La Sala aprecia la atenuante de reparación del daño, como consecuencia de la restitución de un número significativo de los objetos apropiados cuando ya no era párroco, lo que supone una rebaja de la condena que le impuso la Audiencia Provincial de Lugo, que sólo apreció la atenuante de dilaciones indebidas. 

En síntesis, los hechos probados recogen que desde 2008 y hasta 2012, fecha de su cese como párroco de las citadas parroquias, se apoderó e incorporó a su patrimonio, disponiendo de ellos como si fueran propios, “decenas de objetos religiosos y de culto, imágenes religiosas, así como muebles y otros objetos pertenecientes a esas parroquias, a los que el acusado, en su condición de párroco, tenía acceso y era el encargado de su custodia”. 

El párroco entregó dichos bienes al otro condenado por estos hechos, que permutó algunos de ellos –una campana, una imagen y dos Sagrarios- por otros objetos artísticos en un establecimiento de A Pontenova.
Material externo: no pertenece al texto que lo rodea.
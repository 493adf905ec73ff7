//! 调度错误分类码：为每一类运行级/任务级失败定义稳定的错误码。
//!
//! Stable classification codes for dispatch failures.
//!
//! Every error the runtime produces carries an [`ErrorKind`]. Callers branch on
//! the kind (or its code string) instead of matching on message text.
//!
//! ## Error Code Categories
//!
//! | Prefix | Category    | Description                              |
//! |--------|-------------|------------------------------------------|
//! | E1xxx  | admission   | Rejected before any resource commitment  |
//! | E2xxx  | task        | A single worker's dispatch failed        |
//! | E3xxx  | aggregate   | Run-level classification of the map stage|
//! | E4xxx  | reduction   | Optional second stage                    |
//! | E5xxx  | persistence | Surfaced from the artifact store         |
//!
//! ## Example
//!
//! ```rust
//! use ai_lib_dispatch::error_code::ErrorKind;
//!
//! let kind = ErrorKind::PartialFailure;
//! assert_eq!(kind.code(), "E3002");
//! assert!(!kind.aborts_pipeline());
//! assert_eq!(ErrorKind::from_code("E3001"), Some(ErrorKind::TotalFailure));
//! ```

use serde::{Deserialize, Serialize};
use std::fmt;

/// Classification of a dispatch failure.
#[derive(Debug, Clone, Copy, PartialEq, Eq, Hash, Serialize, Deserialize)]
#[serde(rename_all = "snake_case")]
pub enum ErrorKind {
    /// E1001: Admission control rejected every candidate before dispatch
    NoCompatibleWorkers,
    /// E2001: Waiting for a rate limiter was cancelled or errored
    AcquireFailed,
    /// E2002: The remote worker call itself failed
    WorkerFailed,
    /// E3001: Every admitted worker failed
    TotalFailure,
    /// E3002: A strict subset of admitted workers failed
    PartialFailure,
    /// E4001: The reduction stage failed
    ReductionFailed,
    /// E5001: Persisting an artifact failed
    SaveFailed,
}

impl ErrorKind {
    /// Returns the canonical code string (e.g., `"E3002"`).
    #[inline]
    pub fn code(&self) -> &'static str {
        match self {
            Self::NoCompatibleWorkers => "E1001",
            Self::AcquireFailed => "E2001",
            Self::WorkerFailed => "E2002",
            Self::TotalFailure => "E3001",
            Self::PartialFailure => "E3002",
            Self::ReductionFailed => "E4001",
            Self::SaveFailed => "E5001",
        }
    }

    /// Returns the snake_case name (e.g., `"partial_failure"`).
    #[inline]
    pub fn name(&self) -> &'static str {
        match self {
            Self::NoCompatibleWorkers => "no_compatible_workers",
            Self::AcquireFailed => "acquire_failed",
            Self::WorkerFailed => "worker_failed",
            Self::TotalFailure => "total_failure",
            Self::PartialFailure => "partial_failure",
            Self::ReductionFailed => "reduction_failed",
            Self::SaveFailed => "save_failed",
        }
    }

    /// Returns the category: `"admission"`, `"task"`, `"aggregate"`, `"reduction"` or `"persistence"`.
    #[inline]
    pub fn category(&self) -> &'static str {
        match self {
            Self::NoCompatibleWorkers => "admission",
            Self::AcquireFailed | Self::WorkerFailed => "task",
            Self::TotalFailure | Self::PartialFailure => "aggregate",
            Self::ReductionFailed => "reduction",
            Self::SaveFailed => "persistence",
        }
    }

    /// Whether this error stops the pipeline before any later stage runs.
    ///
    /// Per-worker kinds return `false`: they only become fatal through aggregation.
    #[inline]
    pub fn aborts_pipeline(&self) -> bool {
        matches!(self, Self::NoCompatibleWorkers | Self::TotalFailure)
    }

    /// Whether the kind describes a single worker rather than a whole run.
    #[inline]
    pub fn is_per_worker(&self) -> bool {
        matches!(self, Self::AcquireFailed | Self::WorkerFailed)
    }

    /// Parses a code string back into a kind.
    pub fn from_code(code: &str) -> Option<Self> {
        let kind = match code {
            "E1001" => Self::NoCompatibleWorkers,
            "E2001" => Self::AcquireFailed,
            "E2002" => Self::WorkerFailed,
            "E3001" => Self::TotalFailure,
            "E3002" => Self::PartialFailure,
            "E4001" => Self::ReductionFailed,
            "E5001" => Self::SaveFailed,
            _ => return None,
        };
        Some(kind)
    }
}

impl fmt::Display for ErrorKind {
    fn fmt(&self, f: &mut fmt::Formatter<'_>) -> fmt::Result {
        write!(f, "{}", self.code())
    }
}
El Obispado de Mondoñedo recuperó sólo algunos de los bienes apropiados, que están sometidos a un régimen especial y protegidos por la Ley del Patrimonio Cultural de Galicia.

La Sala en su sentencia explica que el ánimo de lucro y el dolo natural propio del ilícito de la apropiación indebida “parecen pues explícitamente narrados en el relato declarado probado”.